Gordon had numerous positions in academia and institutes including as assistant professor at University of California-Berkeley (1969-70), associate professor at Mills College in Oakland, CA (1974-75), associate professor at Concordia University, Montreal, Canada (1975-98), visiting lecturer at the San Francisco Art Institute (1969-70), and positions at University of Saskatchewan, Saskatoon Canada (1984), Lakeside Studio, Michigan (1986, 1988) East Carolina University, North Carolina (1989).
Gordon's work is represented in a wide variety of museums and personal collections. He has pieces at the Smithsonian American Art Museum, the Fine Arts Museum of San Francisco, and the Block Museum of Art at Northwestern University.

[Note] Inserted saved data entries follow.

use axum::{extract::rejection::JsonRejection, extract::State, Extension, Json};
use prodlens_client::{CompareRequest, FindRequest, UpdatesRequest};
use serde_json::Value;

use crate::middleware::RequestId;

use super::{map_client_error, ApiError, AppState};

pub(super) async fn compare_products(
    State(state): State<AppState>,
    Extension(req_id): Extension<RequestId>,
    payload: Result<Json<CompareRequest>, JsonRejection>,
) -> Result<Json<Value>, ApiError> {
    let Json(request) = payload.map_err(|e| ApiError::from_rejection(&req_id.0, &e))?;
    let (product1, product2) = (request.product1.trim(), request.product2.trim());
    if product1.is_empty() || product2.is_empty() {
        return Err(ApiError::bad_request("product1 and product2 must not be empty"));
    }

    tracing::info!(request_id = %req_id.0, product1, product2, "compare requested");
    let comparison = state
        .perplexity
        .compare_products(product1, product2)
        .await
        .map_err(|e| map_client_error(&req_id.0, e))?;

    Ok(Json(comparison))
}

pub(super) async fn find_products(
    State(state): State<AppState>,
    Extension(req_id): Extension<RequestId>,
    payload: Result<Json<FindRequest>, JsonRejection>,
) -> Result<Json<Vec<Value>>, ApiError> {
    let Json(request) = payload.map_err(|e| ApiError::from_rejection(&req_id.0, &e))?;
    let criteria = request.criteria.trim();
    if criteria.is_empty() {
        return Err(ApiError::bad_request("criteria must not be empty"));
    }

    tracing::info!(request_id = %req_id.0, criteria, "find requested");
    let products = state
        .perplexity
        .find_products(criteria)
        .await
        .map_err(|e| map_client_error(&req_id.0, e))?;

    tracing::debug!(request_id = %req_id.0, count = products.len(), "find answered");
    Ok(Json(products))
}

pub(super) async fn get_product_updates(
    State(state): State<AppState>,
    Extension(req_id): Extension<RequestId>,
    payload: Result<Json<UpdatesRequest>, JsonRejection>,
) -> Result<Json<Vec<Value>>, ApiError> {
    let Json(request) = payload.map_err(|e| ApiError::from_rejection(&req_id.0, &e))?;
    let category = request.category.trim();
    if category.is_empty() {
        return Err(ApiError::bad_request("category must not be empty"));
    }

    tracing::info!(request_id = %req_id.0, category, "updates requested");
    let updates = state
        .perplexity
        .get_product_updates(category)
        .await
        .map_err(|e| map_client_error(&req_id.0, e))?;

    tracing::debug!(request_id = %req_id.0, count = updates.len(), "updates answered");
    Ok(Json(updates))
}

Gordon's work is reflective of his social, intellectual and moral development as a man, with all of his characteristics—most notably having been an American Black man—he searched for those universal truths, which best expressed his own perspective on humanity. The phenomena absorbed by him—and the resulting metaphors susceptible of being followed in his work—reflect with a certain linearity the events in the artist's life. In breaking the bonds that tied him to the poorest parts of Philadelphia, to a city that had no understanding, let alone respect, for the activities of the intellect or the beauties of art, and to an American society in its most conservative pre-Kennedy mode, Gordon sought and achieved in his art a freedom originating with redemption from the clichés of race and social standing, working towards a luminous vision of human life.